Is there anything wrong with running a trace between the pads of another component?

Hi - I was wondering, when can you, and when can you not, run traces between the pads of other components? For example - is there anything wrong with running relatively fast (~5Mhz) digital lines between the pads of a 0603 .1uf decoupling capacitor? What about running traces between the pads of chips? (though this hardly ever is possible with surface mount chips - but with SOICs I think it sometimes is). I've always avoided doing this - but now I'm starting to realize that it might not be something I really need to be worrying about.

Thanks!

-Mike

PS sorry if this gets posted twice - having Internet problems + google groups problems

Reply to
M. Noone
Loading thread data ...

As long as it passes the DRC there is nothing wrong with that.
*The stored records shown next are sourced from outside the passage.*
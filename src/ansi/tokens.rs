//! Tokenizer State Machine
//!
//! Walks a string and yields tokens. Unlike a terminal-side parser it never
//! discards input: every byte of the source ends up in exactly one token, so
//! callers can copy escape sequences through verbatim.
//!
//! States (entered after an ESC):
//! - Escape: After ESC, waiting for next char
//! - EscapeIntermediate: ESC followed by intermediate chars
//! - CsiEntry: After CSI (ESC [), private marker allowed
//! - CsiParam: Collecting CSI parameters
//! - CsiIntermediate: CSI with intermediate chars
//! - OscString: Collecting OSC payload until BEL or ST
//! - OscEscape: ESC seen inside an OSC payload, expecting `\`
//!
//! A sequence that is interrupted (by another ESC or an out-of-place
//! character) or cut off by the end of input is yielded as
//! [`Token::Unterminated`].

use super::ESC;

/// Tokenizer state
#[derive(Debug, Clone, Copy, PartialEq, Eq)]
enum State {
    Escape,
    EscapeIntermediate,
    CsiEntry,
    CsiParam,
    CsiIntermediate,
    OscString,
    OscEscape,
}

/// Family of a complete escape sequence
#[derive(Debug, Clone, Copy, PartialEq, Eq)]
pub enum SequenceKind {
    /// ESC [ params intermediates final
    Csi,
    /// ESC ] payload (BEL | ESC \)
    Osc,
    /// ESC intermediates final
    Esc,
}

/// A complete escape sequence
#[derive(Debug, Clone, PartialEq, Eq)]
pub struct Sequence<'a> {
    /// The exact source text of the sequence, introducer included
    pub raw: &'a str,
    pub kind: SequenceKind,
    /// Numeric parameters (CSI only). Empty parameters are 0.
    pub params: Vec<u16>,
    /// Private marker (`?`, `>`, `<`, `=`) directly after CSI
    pub private_marker: Option<char>,
    /// Intermediate characters (0x20-0x2F)
    pub intermediates: Vec<char>,
    /// Final character; BEL or `\` for OSC
    pub final_char: char,
}

impl Sequence<'_> {
    /// Get parameter at index, or `default` if missing
    pub fn param(&self, index: usize, default: u16) -> u16 {
        self.params.get(index).copied().unwrap_or(default)
    }

    /// Get parameter at index, treating both missing and 0 as `default`
    pub fn param_or_default(&self, index: usize, default: u16) -> u16 {
        match self.params.get(index).copied() {
            None | Some(0) => default,
            Some(value) => value,
        }
    }

    /// Check for a CSI sequence with the given final character
    pub fn is_csi(&self, final_char: char) -> bool {
        self.kind == SequenceKind::Csi && self.final_char == final_char
    }
}

/// A unit of tokenized text
#[derive(Debug, Clone, PartialEq, Eq)]
pub enum Token<'a> {
    /// A printable character
    Text(char),
    /// A control character other than ESC (C0, DEL, C1)
    Control(char),
    /// A complete escape sequence
    Escape(Sequence<'a>),
    /// An escape sequence that was interrupted or never terminated
    Unterminated(&'a str),
}

/// Iterator over the tokens of a string
#[derive(Debug, Clone)]
pub struct Tokens<'a> {
    input: &'a str,
    pos: usize,
}

impl<'a> Tokens<'a> {
    /// Create a tokenizer over `input`
    pub fn new(input: &'a str) -> Self {
        Self { input, pos: 0 }
    }

    /// Scan an escape sequence starting at the current position (an ESC)
    fn scan_sequence(&mut self) -> Token<'a> {
        let input = self.input;
        let start = self.pos;
        let mut state = State::Escape;
        let mut params = Vec::new();
        let mut current_param: u16 = 0;
        let mut param_has_digit = false;
        let mut private_marker = None;
        let mut intermediates = Vec::new();

        for (offset, c) in input[start..].char_indices().skip(1) {
            let at = start + offset;
            let end = at + c.len_utf8();

            let kind = match state {
                State::Escape => match c {
                    '[' => {
                        state = State::CsiEntry;
                        continue;
                    }
                    ']' => {
                        state = State::OscString;
                        continue;
                    }
                    '\x20'..='\x2f' => {
                        intermediates.push(c);
                        state = State::EscapeIntermediate;
                        continue;
                    }
                    '\x30'..='\x7e' => SequenceKind::Esc,
                    _ => return self.abort(at),
                },
                State::EscapeIntermediate => match c {
                    '\x20'..='\x2f' => {
                        intermediates.push(c);
                        continue;
                    }
                    '\x30'..='\x7e' => SequenceKind::Esc,
                    _ => return self.abort(at),
                },
                State::CsiEntry | State::CsiParam => match c {
                    '?' | '>' | '<' | '=' if state == State::CsiEntry => {
                        private_marker = Some(c);
                        state = State::CsiParam;
                        continue;
                    }
                    '0'..='9' => {
                        let digit = c as u16 - '0' as u16;
                        current_param = current_param.saturating_mul(10).saturating_add(digit);
                        param_has_digit = true;
                        state = State::CsiParam;
                        continue;
                    }
                    ';' | ':' => {
                        params.push(current_param);
                        current_param = 0;
                        param_has_digit = false;
                        state = State::CsiParam;
                        continue;
                    }
                    '\x20'..='\x2f' => {
                        intermediates.push(c);
                        state = State::CsiIntermediate;
                        continue;
                    }
                    '\x40'..='\x7e' => SequenceKind::Csi,
                    _ => return self.abort(at),
                },
                State::CsiIntermediate => match c {
                    '\x20'..='\x2f' => {
                        intermediates.push(c);
                        continue;
                    }
                    '\x40'..='\x7e' => SequenceKind::Csi,
                    _ => return self.abort(at),
                },
                State::OscString => match c {
                    '\x07' => SequenceKind::Osc,
                    ESC => {
                        state = State::OscEscape;
                        continue;
                    }
                    _ => continue,
                },
                State::OscEscape => match c {
                    '\\' => SequenceKind::Osc,
                    // The ESC starts a new sequence
                    _ => return self.abort(at - ESC.len_utf8()),
                },
            };

            if kind == SequenceKind::Csi && (param_has_digit || !params.is_empty()) {
                params.push(current_param);
            }

            self.pos = end;
            return Token::Escape(Sequence {
                raw: &input[start..end],
                kind,
                params,
                private_marker,
                intermediates,
                final_char: c,
            });
        }

        self.abort(input.len())
    }

    /// Yield everything from the sequence start up to `at` as unterminated
    fn abort(&mut self, at: usize) -> Token<'a> {
        let input = self.input;
        let start = self.pos;
        self.pos = at;
        Token::Unterminated(&input[start..at])
    }
}

impl<'a> Iterator for Tokens<'a> {
    type Item = Token<'a>;

    fn next(&mut self) -> Option<Token<'a>> {
        let c = self.input[self.pos..].chars().next()?;

        if c == ESC {
            return Some(self.scan_sequence());
        }

        self.pos += c.len_utf8();
        if c.is_control() {
            Some(Token::Control(c))
        } else {
            Some(Token::Text(c))
        }
    }
}

#[cfg(test)]
mod tests {
    use super::*;

    fn collect(input: &str) -> Vec<Token<'_>> {
        Tokens::new(input).collect()
    }

    #[test]
    fn test_plain_text() {
        assert_eq!(collect("ab"), vec![Token::Text('a'), Token::Text('b')]);
    }

    #[test]
    fn test_controls() {
        assert_eq!(
            collect("a\rb\x07"),
            vec![
                Token::Text('a'),
                Token::Control('\r'),
                Token::Text('b'),
                Token::Control('\x07'),
            ]
        );
    }

    #[test]
    fn test_sgr_sequence() {
        let tokens = collect("\x1b[1;31mX");
        assert_eq!(tokens.len(), 2);
        match &tokens[0] {
            Token::Escape(seq) => {
                assert_eq!(seq.raw, "\x1b[1;31m");
                assert_eq!(seq.kind, SequenceKind::Csi);
                assert_eq!(seq.params, vec![1, 31]);
                assert_eq!(seq.final_char, 'm');
            }
            other => panic!("expected escape, got {:?}", other),
        }
        assert_eq!(tokens[1], Token::Text('X'));
    }

    #[test]
    fn test_csi_without_params() {
        match &collect("\x1b[K")[0] {
            Token::Escape(seq) => {
                assert!(seq.is_csi('K'));
                assert!(seq.params.is_empty());
                assert_eq!(seq.param_or_default(0, 1), 1);
            }
            other => panic!("expected escape, got {:?}", other),
        }
    }

    #[test]
    fn test_csi_empty_params() {
        match &collect("\x1b[;5H")[0] {
            Token::Escape(seq) => assert_eq!(seq.params, vec![0, 5]),
            other => panic!("expected escape, got {:?}", other),
        }
    }

    #[test]
    fn test_private_marker() {
        match &collect("\x1b[?25l")[0] {
            Token::Escape(seq) => {
                assert_eq!(seq.private_marker, Some('?'));
                assert_eq!(seq.params, vec![25]);
                assert_eq!(seq.final_char, 'l');
            }
            other => panic!("expected escape, got {:?}", other),
        }
    }

    #[test]
    fn test_esc_two_char() {
        match &collect("\x1b7")[0] {
            Token::Escape(seq) => {
                assert_eq!(seq.kind, SequenceKind::Esc);
                assert_eq!(seq.final_char, '7');
            }
            other => panic!("expected escape, got {:?}", other),
        }
    }

    #[test]
    fn test_osc_bel_and_st() {
        let tokens = collect("\x1b]0;title\x07\x1b]8;;http://x\x1b\\z");
        assert_eq!(tokens.len(), 3);
        assert!(matches!(&tokens[0], Token::Escape(s) if s.raw == "\x1b]0;title\x07"));
        assert!(matches!(&tokens[1], Token::Escape(s) if s.raw == "\x1b]8;;http://x\x1b\\"));
        assert_eq!(tokens[2], Token::Text('z'));
    }

    #[test]
    fn test_unterminated_at_end() {
        assert_eq!(
            collect("a\x1b[31"),
            vec![Token::Text('a'), Token::Unterminated("\x1b[31")]
        );
        assert_eq!(collect("\x1b"), vec![Token::Unterminated("\x1b")]);
    }

    #[test]
    fn test_interrupted_by_escape() {
        let tokens = collect("\x1b[31\x1b[0m");
        assert_eq!(tokens[0], Token::Unterminated("\x1b[31"));
        assert!(matches!(&tokens[1], Token::Escape(s) if s.raw == "\x1b[0m"));
    }

    #[test]
    fn test_interrupted_by_text() {
        let tokens = collect("\x1b[3é");
        assert_eq!(tokens, vec![Token::Unterminated("\x1b[3"), Token::Text('é')]);
    }

    #[test]
    fn test_every_char_accounted_for() {
        let input = "x\x1b[1mé\x1b]2;t\x07\x1b[9\x1b(B\x1b";
        let rebuilt: String = collect(input)
            .into_iter()
            .map(|t| match t {
                Token::Text(c) | Token::Control(c) => c.to_string(),
                Token::Escape(s) => s.raw.to_string(),
                Token::Unterminated(raw) => raw.to_string(),
            })
            .collect();
        assert_eq!(rebuilt, input);
    }
}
I use 5thou spacing with 5thou copper tracks Sometimes I go lower than that.

Regards,

Boris Mohar

Got Knock? - see: Viatrack Printed Circuit Designs (among other things)

formatting link

void _-void-_ in the obvious place

Reply to
Boris Mohar

I do it all the time. I modified my IPC-SM-782 0603 footprint very slightly, it now allows an 8/8/8 gap/track/gap thru the pads of an 0603.

what you really care about is capacitive and inductive crosstalk. the capacitive side of things is easy to calculate. high dV/dt nodes (eg

74AHC logic, ECL) can cause problems with tiny coupling capacitances, if they go into a high-Z node. I once had an issue with 60fF (0.06nF) from a digital output to the summing node of an opamp, where it caused 200mV spikes on my +/-10V analogue output.

so providing you understand what your signal does and where it goes, all is fine.

OTOH if you "just do it" without paying attention to what happens electrically, Murphy will get you :)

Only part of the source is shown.